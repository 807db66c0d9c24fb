//! The health-state engine.

use std::collections::{BTreeSet, HashMap};

use tracing::{debug, info, warn};

use lokiwatch_core::config::TimeoutConfig;
use lokiwatch_core::gauges::{self, GaugeSnapshot, LabelSet};
use lokiwatch_core::{EventTime, LogEvent, MessageKind, ObservedAt, ProjectKey, ServerId, ServerStatus};

use crate::project::ProjectStatusCounts;
use crate::session::{ROLLING_WINDOW, ServerSession};

/// What `ingest` did with an event.
#[derive(Debug, Clone, Copy, PartialEq, Eq)]
pub enum IngestOutcome {
    /// The event was applied to its server's session.
    Applied,
    /// The event was at or below the watermark and ignored.
    Duplicate { watermark: EventTime },
    /// The message type is unknown. The session exists and `last_seen`
    /// moved, but status and counters are untouched.
    Unrecognized { code: i64 },
}

/// Tally of a batch of `ingest` calls.
#[derive(Debug, Clone, Copy, PartialEq, Eq, Default)]
pub struct IngestTally {
    pub applied: usize,
    pub duplicates: usize,
    pub unrecognized: usize,
}

impl IngestTally {
    pub fn record(&mut self, outcome: IngestOutcome) {
        match outcome {
            IngestOutcome::Applied => self.applied += 1,
            IngestOutcome::Duplicate { .. } => self.duplicates += 1,
            IngestOutcome::Unrecognized { .. } => self.unrecognized += 1,
        }
    }

    /// Events that reached a session (applied or unrecognized).
    pub fn accepted(&self) -> usize {
        self.applied + self.unrecognized
    }
}

/// Transitions performed by one sweep.
#[derive(Debug, Clone, Copy, PartialEq, Eq, Default)]
pub struct SweepReport {
    /// Error → Running after the error timeout.
    pub recovered: usize,
    /// Running/Error → Unresponsive.
    pub unresponsive: usize,
    /// Anything → Stopped after the reset timeout.
    pub stopped: usize,
    /// Of `stopped`, sessions that were Unresponsive and had their
    /// counters and history cleared.
    pub reset: usize,
    /// History entries dropped for falling out of the rolling window.
    pub pruned: usize,
}

impl SweepReport {
    pub fn transitions(&self) -> usize {
        self.recovered + self.unresponsive + self.stopped
    }
}

/// Per-server sessions, per-project aggregation, and the dedup watermark.
///
/// Single-writer: the poll driver owns it and calls `ingest`,
/// `sweep_timeouts`, and `snapshot` strictly in sequence.
#[derive(Debug)]
pub struct HealthEngine {
    timeouts: TimeoutConfig,
    /// server_id → session. Never shrinks.
    sessions: HashMap<ServerId, ServerSession>,
    /// project_key → member server ids.
    projects: HashMap<ProjectKey, BTreeSet<ServerId>>,
    /// Last derived status per project, for change logging.
    last_project_status: HashMap<ProjectKey, ServerStatus>,
    /// Highest event time accepted so far, across all servers.
    watermark: EventTime,
}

__________________________________________________

Where the word "watermark" occurs in a line of the records, copy that line.

Solution for this task:
    /// The event was at or below the watermark and ignored.
    Duplicate { watermark: EventTime },
/// Per-server sessions, per-project aggregation, and the dedup watermark.
    watermark: EventTime,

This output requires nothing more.